Safety and Efficacy of an Amniotic Suspension Allograft Injection Over 12 Months in a Single-Blinded, Randomized Controlled Trial for Symptomatic Osteoarthritis of the Knee.

2021 
Abstract Purpose The purpose of this study is to determine the efficacy of amniotic suspension allograft (ASA) compared to hyaluronic acid (HA) and saline at up to 12 months of follow-up through the use of patient-reported outcomes, immunoglobulin levels, and anti-HLA levels. Methods Within this multicenter study, 200 patients were randomized 1:1:1 to a single intra-articular injection of saline, HA, or ASA. Patient-reported outcomes (PROs), including Knee Injury and Osteoarthritis Outcome Score (KOOS) and Visual Analog Score (VAS), were collected at multiple time points (baseline, 1 week, 6 weeks, 3 months, 6 months) out to 12 months to assess improvements in pain and function. Radiographs at baseline and 12 months were taken to determine radiographic changes, while blood was collected at baseline, 6 weeks, and 6 months to determine changes in immunoglobulins and anti-HLA levels. Statistical analyses were performed using Last Observation Carried Forward (LOCF) and Mixed Effects Model for Repeated Measures (MMRM). Results Treatment with ASA resulted in significant improvements in KOOS and VAS scores that were maintained through 12 months (p 0.05).
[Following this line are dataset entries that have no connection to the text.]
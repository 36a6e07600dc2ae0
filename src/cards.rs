use std::fmt;
use std::str::FromStr;

/// Card ranks from Two (low) to Ace (high).
#[derive(Debug, Clone, Copy, PartialEq, Eq, PartialOrd, Ord, Hash)]
#[repr(u8)]
pub enum Rank {
    Two = 2,
    Three = 3,
    Four = 4,
    Five = 5,
    Six = 6,
    Seven = 7,
    Eight = 8,
    Nine = 9,
    Ten = 10,
    Jack = 11,
    Queen = 12,
    King = 13,
    Ace = 14,
}

impl Rank {
    pub const ALL: [Rank; 13] = [
        Rank::Two,
        Rank::Three,
        Rank::Four,
        Rank::Five,
        Rank::Six,
        Rank::Seven,
        Rank::Eight,
        Rank::Nine,
        Rank::Ten,
        Rank::Jack,
        Rank::Queen,
        Rank::King,
        Rank::Ace,
    ];

    /// Numeric value, 2..=14 with Ace high.
    pub const fn value(self) -> u8 {
        self as u8
    }

    /// Inverse of [`Rank::value`]. `None` outside 2..=14.
    pub const fn from_value(v: u8) -> Option<Rank> {
        match v {
            2 => Some(Rank::Two),
            3 => Some(Rank::Three),
            4 => Some(Rank::Four),
            5 => Some(Rank::Five),
            6 => Some(Rank::Six),
            7 => Some(Rank::Seven),
            8 => Some(Rank::Eight),
            9 => Some(Rank::Nine),
            10 => Some(Rank::Ten),
            11 => Some(Rank::Jack),
            12 => Some(Rank::Queen),
            13 => Some(Rank::King),
            14 => Some(Rank::Ace),
            _ => None,
        }
    }

    pub const fn to_char(self) -> char {
        match self {
            Rank::Two => '2',
            Rank::Three => '3',
            Rank::Four => '4',
            Rank::Five => '5',
            Rank::Six => '6',
            Rank::Seven => '7',
            Rank::Eight => '8',
            Rank::Nine => '9',
            Rank::Ten => 'T',
            Rank::Jack => 'J',
            Rank::Queen => 'Q',
            Rank::King => 'K',
            Rank::Ace => 'A',
        }
    }
}

impl fmt::Display for Rank {
    fn fmt(&self, f: &mut fmt::Formatter<'_>) -> fmt::Result {
        write!(f, "{}", self.to_char())
    }
}

#[derive(thiserror::Error, Debug, Clone, PartialEq, Eq)]
#[non_exhaustive]
pub enum RankParseError {
    #[error("invalid rank: '{0}'")]
    Invalid(String),
}

impl FromStr for Rank {
    type Err = RankParseError;

    fn from_str(s: &str) -> Result<Self, Self::Err> {
        let t = s.trim();
        match t.to_ascii_uppercase().as_str() {
            "10" | "T" => Ok(Rank::Ten),
            u if u.len() == 1 => Rank::try_from(u.chars().next().unwrap())
                .map_err(|_| RankParseError::Invalid(s.to_string())),
            _ => Err(RankParseError::Invalid(s.to_string())),
        }
    }
}

impl TryFrom<char> for Rank {
    type Error = RankParseError;
    fn try_from(c: char) -> Result<Self, Self::Error> {
        match c.to_ascii_uppercase() {
            '2' => Ok(Rank::Two),
            '3' => Ok(Rank::Three),
            '4' => Ok(Rank::Four),
            '5' => Ok(Rank::Five),
            '6' => Ok(Rank::Six),
            '7' => Ok(Rank::Seven),
            '8' => Ok(Rank::Eight),
            '9' => Ok(Rank::Nine),
            'T' => Ok(Rank::Ten),
            'J' => Ok(Rank::Jack),
            'Q' => Ok(Rank::Queen),
            'K' => Ok(Rank::King),
            'A' => Ok(Rank::Ace),
            _ => Err(RankParseError::Invalid(c.to_string())),
        }
    }
}

/// Four suits; order has no hand-strength meaning but is fixed for ordering: C < D < H < S.
#[derive(Debug, Clone, Copy, PartialEq, Eq, PartialOrd, Ord, Hash)]
#[repr(u8)]
pub enum Suit {
    Clubs = 0,
    Diamonds = 1,
    Hearts = 2,
    Spades = 3,
}

impl Suit {
    pub const ALL: [Suit; 4] = [Suit::Clubs, Suit::Diamonds, Suit::Hearts, Suit::Spades];

    pub const fn to_char(self) -> char {
        match self {
            Suit::Clubs => 'c',
            Suit::Diamonds => 'd',
            Suit::Hearts => 'h',
            Suit::Spades => 's',
        }
    }

    /// Unicode glyph for display surfaces that render ♠♥♦♣.
    pub const fn symbol(self) -> char {
        match self {
            Suit::Clubs => '♣',
            Suit::Diamonds => '♦',
            Suit::Hearts => '♥',
            Suit::Spades => '♠',
        }
    }
}

impl fmt::Display for Suit {
    fn fmt(&self, f: &mut fmt::Formatter<'_>) -> fmt::Result {
        write!(f, "{}", self.to_char())
    }
}

#[derive(thiserror::Error, Debug, Clone, PartialEq, Eq)]
#[non_exhaustive]
pub enum SuitParseError {
    #[error("invalid suit: '{0}'")]
    Invalid(String),
}

impl FromStr for Suit {
    type Err = SuitParseError;
    fn from_str(s: &str) -> Result<Self, Self::Err> {
        let t = s.trim();
        if t.chars().count() == 1 {
            return Suit::try_from(t.chars().next().unwrap());
        }
        match t.to_ascii_lowercase().as_str() {
            "clubs" => Ok(Suit::Clubs),
            "diamonds" => Ok(Suit::Diamonds),
            "hearts" => Ok(Suit::Hearts),
            "spades" => Ok(Suit::Spades),
            _ => Err(SuitParseError::Invalid(s.to_string())),
        }
    }
}

impl TryFrom<char> for Suit {
    type Error = SuitParseError;
    fn try_from(c: char) -> Result<Self, Self::Error> {
        match c {
            'c' | 'C' | '♣' => Ok(Suit::Clubs),
            'd' | 'D' | '♦' => Ok(Suit::Diamonds),
            'h' | 'H' | '♥' => Ok(Suit::Hearts),
            's' | 'S' | '♠' => Ok(Suit::Spades),
            _ => Err(SuitParseError::Invalid(c.to_string())),
        }
    }
}

/// A playing card: rank + suit.
///
/// Cards are `Copy` values with O(1) equality/ordering/hashing and a dense
/// `0..52` index for compact storage.
///
/// ```
/// use holdem_odds::cards::{Card, Rank, Suit};
///
/// let card = Card::new(Rank::Ace, Suit::Spades);
/// assert_eq!(card.to_string(), "As");
/// assert_eq!(Card::from_index(card.index()), Some(card));
/// ```
#[derive(Debug, Clone, Copy, PartialEq, Eq, PartialOrd, Ord, Hash)]
pub struct Card {
    rank: Rank,
    suit: Suit,
}

impl Card {
    pub const fn new(rank: Rank, suit: Suit) -> Self {
        Self { rank, suit }
    }

    pub const fn rank(self) -> Rank {
        self.rank
    }
    pub const fn suit(self) -> Suit {
        self.suit
    }

    /// Dense encoding: `suit * 13 + (rank - 2)`, in `0..52`.
    pub const fn index(self) -> u8 {
        (self.suit as u8) * 13 + (self.rank as u8 - 2)
    }

    /// Inverse of [`Card::index`]. `None` for indices >= 52.
    pub const fn from_index(i: u8) -> Option<Card> {
        if i >= 52 {
            return None;
        }
        let suit = match i / 13 {
            0 => Suit::Clubs,
            1 => Suit::Diamonds,
            2 => Suit::Hearts,
            _ => Suit::Spades,
        };
        match Rank::from_value(i % 13 + 2) {
            Some(rank) => Some(Card::new(rank, suit)),
            None => None,
        }
    }
}

impl fmt::Display for Card {
    fn fmt(&self, f: &mut fmt::Formatter<'_>) -> fmt::Result {
        write!(f, "{}{}", self.rank, self.suit)
    }
}

#[derive(thiserror::Error, Debug, Clone, PartialEq, Eq)]
#[non_exhaustive]
pub enum CardParseError {
    #[error("invalid card: '{0}'")]
    Invalid(String),
    #[error(transparent)]
    Rank(#[from] RankParseError),
    #[error(transparent)]
    Suit(#[from] SuitParseError),
}

impl FromStr for Card {
    type Err = CardParseError;
    fn from_str(s: &str) -> Result<Self, Self::Err> {
        let t = s.trim();
        let chars: Vec<char> = t.chars().collect();
        if chars.len() < 2 {
            return Err(CardParseError::Invalid(s.to_string()));
        }
        // Rank is everything up to the final char ("A", "10", ...); suit is
        // the final char, ASCII or ♠♥♦♣.
        let suit = Suit::try_from(chars[chars.len() - 1])?;
        let rank_str: String = chars[..chars.len() - 1].iter().collect();
        let rank = Rank::from_str(&rank_str)?;
        Ok(Card::new(rank, suit))
    }
}

/// Parse multiple cards separated by whitespace or commas.
///
/// ```
/// use holdem_odds::cards::{parse_cards, Card, Rank, Suit};
///
/// let cards = parse_cards("As, Kd 10c").unwrap();
/// assert_eq!(cards[0], Card::new(Rank::Ace, Suit::Spades));
/// assert_eq!(cards[1], Card::new(Rank::King, Suit::Diamonds));
/// assert_eq!(cards[2], Card::new(Rank::Ten, Suit::Clubs));
/// ```
pub fn parse_cards(input: &str) -> Result<Vec<Card>, CardParseError> {
    input
        .split(|c: char| c.is_whitespace() || c == ',')
        .filter(|s| !s.is_empty())
        .map(Card::from_str)
        .collect()
}
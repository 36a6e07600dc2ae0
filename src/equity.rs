use crate::deck::Deck;
use crate::evaluator::evaluate_seven;
use crate::hand::{validate_state, Board, HandError, HoleCards};
use rand::seq::SliceRandom;
use rand::{Rng, SeedableRng};
use rand_chacha::ChaCha8Rng;
use rayon::prelude::*;

/// Trials per parallel work unit. Small enough to spread across the pool,
/// large enough that the per-batch pool copy is noise.
const BATCH_SIZE: u64 = 1024;

#[derive(thiserror::Error, Debug)]
#[non_exhaustive]
pub enum SimulationError {
    #[error("invalid hand: {0}")]
    InvalidHand(#[from] HandError),
    #[error("at least one opponent is required")]
    NoOpponents,
    #[error("at least one trial is required")]
    NoTrials,
    #[error("deck exhausted: need {needed} unseen cards, only {available} remain")]
    NotEnoughCards { needed: usize, available: usize },
}

/// Win/tie/loss tallies from a Monte Carlo run.
///
/// Kept as integer counts so partial results merge exactly; the fractions
/// are derived on demand and sum to 1 (within float rounding).
#[derive(Debug, Clone, Copy, PartialEq, Eq, Default)]
pub struct Equity {
    wins: u64,
    ties: u64,
    losses: u64,
}

impl Equity {
    fn merge(self, other: Equity) -> Equity {
        Equity {
            wins: self.wins + other.wins,
            ties: self.ties + other.ties,
            losses: self.losses + other.losses,
        }
    }

    pub const fn wins(&self) -> u64 {
        self.wins
    }
    pub const fn ties(&self) -> u64 {
        self.ties
    }
    pub const fn losses(&self) -> u64 {
        self.losses
    }

    pub const fn trials(&self) -> u64 {
        self.wins + self.ties + self.losses
    }

    /// Fraction of trials the player won outright.
    pub fn win(&self) -> f64 {
        self.wins as f64 / self.trials() as f64
    }

    /// Fraction of trials the player split with the best opponent.
    pub fn tie(&self) -> f64 {
        self.ties as f64 / self.trials() as f64
    }

    /// Fraction of trials some opponent won outright.
    pub fn lose(&self) -> f64 {
        self.losses as f64 / self.trials() as f64
    }

    /// Single-number equity: win + tie/2.
    pub fn equity(&self) -> f64 {
        (self.wins as f64 + 0.5 * self.ties as f64) / self.trials() as f64
    }
}

/// Estimate win/tie/loss odds against `opponents` unknown random hands.
///
/// Each trial independently deals every opponent two cards from the unseen
/// pool, completes the board to five, and scores everyone; the player wins
/// a trial only by strictly beating every opponent, and ties by matching
/// the best opponent. Seeded from OS entropy; use [`simulate_seeded`] for
/// reproducible runs.
///
/// ```no_run
/// use holdem_odds::equity::simulate;
/// use holdem_odds::hand::{Board, HoleCards};
///
/// let hole: HoleCards = "As Ah".parse().unwrap();
/// let odds = simulate(&hole, &Board::preflop(), 2, 10_000).unwrap();
/// assert!(odds.win() > 0.5);
/// ```
pub fn simulate(
    hole: &HoleCards,
    board: &Board,
    opponents: usize,
    trials: u64,
) -> Result<Equity, SimulationError> {
    simulate_seeded(hole, board, opponents, trials, rand::rng().random())
}

/// [`simulate`] with a fixed master seed: the same inputs and seed always
/// produce the same tallies, regardless of how the trials are batched
/// across threads.
pub fn simulate_seeded(
    hole: &HoleCards,
    board: &Board,
    opponents: usize,
    trials: u64,
    seed: u64,
) -> Result<Equity, SimulationError> {
    validate_state(hole, board)?;
    if opponents == 0 {
        return Err(SimulationError::NoOpponents);
    }
    if trials == 0 {
        return Err(SimulationError::NoTrials);
    }

    let seen = hole.as_array().into_iter().chain(board.as_slice().iter().copied());
    let pool = Deck::unseen(seen).into_cards();
    let to_come = 5 - board.len();
    let needed = 2 * opponents + to_come;
    if needed > pool.len() {
        return Err(SimulationError::NotEnoughCards { needed, available: pool.len() });
    }

    let hole = hole.as_array();
    let known_board = board.as_slice();
    let batches = (trials + BATCH_SIZE - 1) / BATCH_SIZE;

    let tally = (0..batches)
        .into_par_iter()
        .map(|batch| {
            // Per-batch stream: master seed plus a golden-ratio stride.
            let mut rng =
                ChaCha8Rng::seed_from_u64(seed.wrapping_add(batch.wrapping_mul(0x9E37_79B9_7F4A_7C15)));
            let count = if batch == batches - 1 { trials - batch * BATCH_SIZE } else { BATCH_SIZE };
            let mut pool = pool.clone();
            let mut acc = Equity::default();
            for _ in 0..count {
                let (drawn, _) = pool.partial_shuffle(&mut rng, needed);

                let mut full_board = [drawn[0]; 5];
                full_board[..known_board.len()].copy_from_slice(known_board);
                full_board[known_board.len()..].copy_from_slice(&drawn[..to_come]);

                let player = evaluate_seven(&[
                    hole[0],
                    hole[1],
                    full_board[0],
                    full_board[1],
                    full_board[2],
                    full_board[3],
                    full_board[4],
                ])
                .value();

                let mut best_opponent = None;
                for i in 0..opponents {
                    let value = evaluate_seven(&[
                        drawn[to_come + 2 * i],
                        drawn[to_come + 2 * i + 1],
                        full_board[0],
                        full_board[1],
                        full_board[2],
                        full_board[3],
                        full_board[4],
                    ])
                    .value();
                    if best_opponent.map_or(true, |b| value > b) {
                        best_opponent = Some(value);
                    }
                }
                let best_opponent = match best_opponent {
                    Some(v) => v,
                    None => continue,
                };

                if player > best_opponent {
                    acc.wins += 1;
                } else if player == best_opponent {
                    acc.ties += 1;
                } else {
                    acc.losses += 1;
                }
            }
            acc
        })
        .reduce(Equity::default, Equity::merge);

    Ok(tally)
}
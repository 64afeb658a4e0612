//! docker CLI wrapper for swarmscribe
//!
//! Runs the three read-only queries the rebuild needs:
//!
//! - `docker service ls --format '{{.Name}} {{.Mode}}'`
//! - `docker service inspect <service>`
//! - `docker network ls --format '{{.ID}} {{.Name}}'`
//!
//! Commands go through a [`CommandExecutor`], so the swarm client can be
//! driven by scripted output in tests.
//!
//! # Example
//!
//! ```ignore
//! use swarmscribe_docker::{DockerInvocation, ProcessExecutor, SwarmClient};
//!
//! let client = SwarmClient::new(ProcessExecutor, DockerInvocation::default());
//! let services = client.list_services().await?;
//! let networks = client.resolve_networks().await?;
//! ```

pub mod error;
pub mod executor;
pub mod swarm;

pub use error::{DockerError, Result};
pub use executor::{CommandExecutor, CommandLine, ProcessExecutor};
pub use swarm::{DockerInvocation, SwarmClient};
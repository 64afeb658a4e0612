//! swarmscribe core
//!
//! Data model and pure transformations for rebuilding Compose files from a
//! running Docker Swarm:
//!
//! - [`parser`] turns `docker service ls`, `docker network ls` and
//!   `docker service inspect` output into typed values
//! - [`translator`] maps one inspected service onto a Compose service
//! - [`emitter`] renders a [`ComposeDocument`] as YAML and validates it
//!
//! Nothing in this crate runs commands or touches the filesystem.

pub mod emitter;
pub mod error;
pub mod model;
pub mod parser;
pub mod translator;

pub use emitter::{serialize, validate};
pub use error::{EmitError, ParseError, Result};
pub use model::*;
pub use parser::{parse_inspect, parse_network_list, parse_service_list};
pub use translator::{StackDocumentBuilder, TranslatedService, translate};
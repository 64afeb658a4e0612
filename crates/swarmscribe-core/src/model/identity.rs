//! Service identity

use crate::error::{ParseError, Result};
use serde::{Deserialize, Serialize};

/// A swarm service as listed by `docker service ls`
///
/// `stack` and `service` are derived from `full_name` by splitting on its
/// last underscore, so `format!("{stack}_{service}") == full_name` always holds.
#[derive(Debug, Clone, PartialEq, Eq, Serialize, Deserialize)]
pub struct ServiceIdentity {
    pub full_name: String,
    pub stack: String,
    pub service: String,
    /// Mode column as reported ("replicated", "global", ...)
    pub mode: String,
}

impl ServiceIdentity {
    pub fn new(full_name: impl Into<String>, mode: impl Into<String>) -> Result<Self> {
        let full_name = full_name.into();
        let (stack, service) = split_full_name(&full_name)
            .ok_or_else(|| ParseError::InvalidServiceName(full_name.clone()))?;

        Ok(Self {
            stack: stack.to_string(),
            service: service.to_string(),
            full_name,
            mode: mode.into(),
        })
    }
}

/// Split `stack_service` on the last underscore
///
/// The stack part may contain underscores itself. Both parts must be non-empty.
pub fn split_full_name(full_name: &str) -> Option<(&str, &str)> {
    match full_name.rsplit_once('_') {
        Some((stack, service)) if !stack.is_empty() && !service.is_empty() => {
            Some((stack, service))
        }
        _ => None,
    }
}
The number and type of adverse events (AEs) reported for ASA was comparable to the HA injection group, while no treatment-emergent AEs were reported for the saline group. Conclusion This randomized controlled trial of ASA versus HA and saline for the treatment of symptomatic knee OA demonstrated clinically meaningful improved outcomes with ASA over the controls out to 12 months post-injection. No concerning immunological or adverse reactions to the ASA injection was identified with regards to severe adverse events, immunoglobulin or anti-HLA levels.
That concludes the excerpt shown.